*** Opening of Data ***

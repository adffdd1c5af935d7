//! Canonical byte encoding of parameter mappings.
//!
//! The encoding is compact JSON with object keys sorted by their UTF-8 bytes at
//! every nesting level. Arrays keep their element order. Scalars use
//! `serde_json` encoding. The reserved [`SIGN_FIELD`] is dropped from the top level
//! so a signed map can be re-verified as-is.
//!
//! The encoding does not depend on `serde_json`'s map ordering, so enabling the
//! `preserve_order` feature anywhere in the dependency graph cannot change it.

use serde_json::Value;

use crate::{
    error::{GatewayError, Result},
    model::Params,
    signing::SIGN_FIELD,
};

/// Encodes `params` canonically, excluding the top-level signature field.
///
/// # Errors
///
/// Returns [`GatewayError::Signing`] if a scalar cannot be encoded.
///
/// # Examples
///
/// ```
/// use huifu_gateway::signing::canonicalize;
/// use serde_json::json;
///
/// let params = json!({"b": 1, "a": {"d": true, "c": null}, "sign": "ignored"});
/// let bytes = canonicalize(params.as_object().unwrap()).unwrap();
/// assert_eq!(bytes, br#"{"a":{"c":null,"d":true},"b":1}"#);
/// ```
pub fn canonicalize(params: &Params) -> Result<Vec<u8>> {
    let mut out = String::with_capacity(params.len() * 32);
    let mut keys: Vec<&String> = params.keys().filter(|k| k.as_str() != SIGN_FIELD).collect();
    keys.sort_unstable();

    out.push('{');
    for (i, key) in keys.into_iter().enumerate() {
        if i > 0 {
            out.push(',');
        }
        write_scalar(&mut out, &Value::String(key.clone()))?;
        out.push(':');
        if let Some(value) = params.get(key) {
            write_value(&mut out, value)?;
        }
    }
    out.push('}');

    Ok(out.into_bytes())
}

fn write_value(out: &mut String, value: &Value) -> Result<()> {
    match value {
        Value::Object(map) => {
            let mut entries: Vec<(&String, &Value)> = map.iter().collect();
            entries.sort_unstable_by(|a, b| a.0.cmp(b.0));

            out.push('{');
            for (i, (key, nested)) in entries.into_iter().enumerate() {
                if i > 0 {
                    out.push(',');
                }
                write_scalar(out, &Value::String(key.clone()))?;
                out.push(':');
                write_value(out, nested)?;
            }
            out.push('}');
        }
        Value::Array(items) => {
            out.push('[');
            for (i, item) in items.iter().enumerate() {
                if i > 0 {
                    out.push(',');
                }
                write_value(out, item)?;
            }
            out.push(']');
        }
        scalar => write_scalar(out, scalar)?,
    }
    Ok(())
}

fn write_scalar(out: &mut String, value: &Value) -> Result<()> {
    let encoded = serde_json::to_string(value)
        .map_err(|e| GatewayError::Signing(format!("cannot encode parameter value: {e}")))?;
    out.push_str(&encoded);
    Ok(())
}
//! HTTP routes.
//!
//! A thin JSON layer over the tenant registry and the call façade. Handlers
//! shape requests and responses; every decision lives in `huifu_gateway`.

use std::{sync::Arc, time::Instant};

use axum::{
    Json, Router,
    extract::{Path, State, rejection::JsonRejection},
    http::{Method, StatusCode, header},
    response::{IntoResponse, Response},
    routing::{delete, get, post},
};
use huifu_gateway::{
    CallFacade, GatewayError, TenantRegistry,
    error::ErrorKind,
    facade::MerchantBinding,
    model::{CallResult, CredentialBundle, Environment, Params, PrivateKeyMaterial},
    signing::generate_test_key_pair,
};
use serde::Deserialize;
use serde_json::{Value, json};
use tower_http::{
    cors::{Any, CorsLayer},
    trace::TraceLayer,
};
use tracing::{error, warn};

use crate::observability::{HealthCheck, HealthReport};

/// Key size used by the test key generator.
const TEST_KEY_BITS: u32 = 2048;

/// Shared handler state.
#[derive(Debug, Clone)]
pub struct AppState {
    registry: Arc<TenantRegistry>,
    facade: CallFacade,
    provider_enabled: bool,
    started: Instant,
}

impl AppState {
    /// Creates handler state over `registry`.
    #[must_use]
    pub fn new(registry: Arc<TenantRegistry>, provider_enabled: bool) -> Self {
        Self {
            facade: CallFacade::new(Arc::clone(&registry)),
            registry,
            provider_enabled,
            started: Instant::now(),
        }
    }
}

/// Builds the application router.
pub fn router(state: AppState) -> Router {
    let cors = CorsLayer::new()
        .allow_origin(Any)
        .allow_methods([Method::GET, Method::POST, Method::PUT, Method::DELETE, Method::OPTIONS])
        .allow_headers([
            header::ORIGIN,
            header::CONTENT_TYPE,
            header::ACCEPT,
            header::AUTHORIZATION,
        ]);

    Router::new()
        .route("/health", get(health))
        .route("/api/config", post(register_tenant))
        .route("/api/config/{sys_id}", delete(revoke_tenant))
        .route("/api/configs", get(list_tenants))
        .route("/api/test-config", post(test_config))
        .route("/api/wechat-config", post(configure_wechat_merchant))
        .route("/api/wechat-config-query", post(query_wechat_config))
        .route("/api/generate-test-key", get(generate_test_key))
        .layer(TraceLayer::new_for_http())
        .layer(cors)
        .with_state(state)
}

/// JSON error body: `{error, details}`.
#[derive(Debug)]
pub struct ApiError {
    status: StatusCode,
    error: &'static str,
    details: String,
}

impl ApiError {
    fn invalid_request(details: impl Into<String>) -> Self {
        Self { status: StatusCode::BAD_REQUEST, error: "Invalid request", details: details.into() }
    }

    fn internal(details: impl Into<String>) -> Self {
        Self {
            status: StatusCode::INTERNAL_SERVER_ERROR,
            error: "Internal error",
            details: details.into(),
        }
    }
}

impl From<GatewayError> for ApiError {
    fn from(err: GatewayError) -> Self {
        let (status, error) = match err.kind() {
            ErrorKind::NotFound => (StatusCode::NOT_FOUND, "Configuration not found"),
            ErrorKind::Validation => (StatusCode::BAD_REQUEST, "Invalid request"),
            ErrorKind::Key => (StatusCode::BAD_REQUEST, "Invalid key material"),
            ErrorKind::UnsupportedOperation => {
                (StatusCode::UNPROCESSABLE_ENTITY, "Unsupported operation")
            }
            ErrorKind::Transport => (StatusCode::BAD_GATEWAY, "Provider call failed"),
            ErrorKind::Signing | ErrorKind::Cleanup | ErrorKind::Config => {
                (StatusCode::INTERNAL_SERVER_ERROR, "Internal error")
            }
        };
        Self { status, error, details: err.to_string() }
    }
}

impl From<JsonRejection> for ApiError {
    fn from(rejection: JsonRejection) -> Self {
        Self::invalid_request(rejection.body_text())
    }
}

impl IntoResponse for ApiError {
    fn into_response(self) -> Response {
        if self.status.is_server_error() {
            error!(status = self.status.as_u16(), details = %self.details, "request failed");
        } else {
            warn!(status = self.status.as_u16(), details = %self.details, "request rejected");
        }
        (self.status, Json(json!({"error": self.error, "details": self.details}))).into_response()
    }
}

type ApiResult = Result<Json<Value>, ApiError>;

fn require(field: &str, value: &str) -> Result<(), ApiError> {
    if value.trim().is_empty() {
        return Err(ApiError::invalid_request(format!("{field} is required")));
    }
    Ok(())
}

fn call_body(result: CallResult, extra: Value) -> Value {
    let mut body = json!({
        "message": result.payload,
        "resp_code": result.response_code,
        "resp_desc": result.response_description,
    });
    if let (Some(body), Value::Object(extra)) = (body.as_object_mut(), extra) {
        body.extend(extra);
    }
    body
}

#[derive(Debug, Deserialize)]
struct RegisterRequest {
    sys_id: String,
    product_id: String,
    rsa_private_key: String,
    #[serde(default)]
    environment: Option<String>,
}

async fn register_tenant(
    State(state): State<AppState>,
    payload: Result<Json<RegisterRequest>, JsonRejection>,
) -> ApiResult {
    let Json(request) = payload?;
    let environment: Environment = request.environment.as_deref().unwrap_or_default().parse()?;
    let bundle = CredentialBundle::new(
        request.sys_id,
        request.product_id,
        PrivateKeyMaterial::new(request.rsa_private_key),
        environment,
    )?;

    let registration = state.registry.register(bundle).await?;
    Ok(Json(json!({
        "message": "Configuration saved successfully",
        "sys_id": registration.tenant_id,
        "backend": registration.backend,
        "replaced": registration.replaced,
        "warnings": registration.warnings,
    })))
}

async fn revoke_tenant(State(state): State<AppState>, Path(sys_id): Path<String>) -> ApiResult {
    require("sys_id", &sys_id)?;
    let revocation = state.registry.revoke(&sys_id).await?;
    Ok(Json(json!({
        "message": "Configuration deleted successfully",
        "sys_id": revocation.tenant_id,
        "warnings": revocation.warnings,
    })))
}

async fn list_tenants(State(state): State<AppState>) -> Json<Value> {
    let mut configs = state.registry.list().await;
    configs.sort_by(|a, b| a.tenant_id.cmp(&b.tenant_id));
    Json(json!({"count": configs.len(), "configs": configs}))
}

#[derive(Debug, Deserialize)]
struct TestConfigRequest {
    #[serde(default)]
    sys_id: String,
}

/// Exercises a tenant's client with a basic-data query on its own system id.
async fn test_config(
    State(state): State<AppState>,
    payload: Result<Json<TestConfigRequest>, JsonRejection>,
) -> ApiResult {
    let Json(request) = payload?;
    require("sys_id", &request.sys_id)?;

    let mut extensions = Params::new();
    extensions.insert("test".to_owned(), Value::Bool(true));
    let result =
        state.facade.query_merchant_info(&request.sys_id, &request.sys_id, extensions).await?;

    Ok(Json(call_body(
        result,
        json!({"status": "success", "sys_id": request.sys_id, "summary": "Configuration is valid"}),
    )))
}

#[derive(Debug, Deserialize)]
struct WechatConfigRequest {
    #[serde(default)]
    sys_id: String,
    #[serde(default)]
    huifu_id: String,
    #[serde(default)]
    wx_woa_app_id: String,
    #[serde(default)]
    wx_woa_path: String,
    #[serde(default)]
    fee_type: String,
    #[serde(default)]
    extend_infos: Params,
}

async fn configure_wechat_merchant(
    State(state): State<AppState>,
    payload: Result<Json<WechatConfigRequest>, JsonRejection>,
) -> ApiResult {
    let Json(request) = payload?;
    require("sys_id", &request.sys_id)?;

    let binding = MerchantBinding {
        huifu_id: request.huifu_id.clone(),
        wx_woa_app_id: request.wx_woa_app_id.clone(),
        wx_woa_path: request.wx_woa_path,
        fee_type: request.fee_type,
    };
    let result =
        state.facade.configure_merchant(&request.sys_id, binding, request.extend_infos).await?;

    Ok(Json(call_body(
        result,
        json!({"huifu_id": request.huifu_id, "wx_app_id": request.wx_woa_app_id}),
    )))
}

#[derive(Debug, Deserialize)]
struct WechatConfigQuery {
    #[serde(default)]
    sys_id: String,
    #[serde(default)]
    huifu_id: String,
}

async fn query_wechat_config(
    State(state): State<AppState>,
    payload: Result<Json<WechatConfigQuery>, JsonRejection>,
) -> ApiResult {
    let Json(request) = payload?;
    require("sys_id", &request.sys_id)?;

    let result = state.facade.query_merchant_config(&request.sys_id, &request.huifu_id).await?;
    Ok(Json(call_body(result, json!({"huifu_id": request.huifu_id}))))
}

async fn generate_test_key() -> ApiResult {
    let pair = tokio::task::spawn_blocking(|| generate_test_key_pair(TEST_KEY_BITS))
        .await
        .map_err(|e| ApiError::internal(format!("key generation task failed: {e}")))??;

    Ok(Json(json!({
        "private_key": pair.private_key_pem,
        "public_key": pair.public_key_pem,
        "message": "Test RSA key pair generated successfully",
    })))
}

async fn health(State(state): State<AppState>) -> Json<Value> {
    let tenants = state.registry.len().await;
    let provider = if state.provider_enabled {
        HealthCheck::pass("provider_backend", "enabled")
    } else {
        HealthCheck::warn(
            "provider_backend",
            "disabled, tenants are served by the simulated backend",
        )
    };
    let registry = HealthCheck::pass("registry", format!("{tenants} tenants registered"));
    let checks = vec![registry, provider];

    Json(HealthReport::new(state.started.elapsed().as_secs(), tenants, checks).to_json())
}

*** Close of Data ***

=== Task description ===
Filter these records, keeping every line where the word "configs" occurs.

=== Written response ===
        .route("/api/configs", get(list_tenants))
    let mut configs = state.registry.list().await;
    configs.sort_by(|a, b| a.tenant_id.cmp(&b.tenant_id));
    Json(json!({"count": configs.len(), "configs": configs}))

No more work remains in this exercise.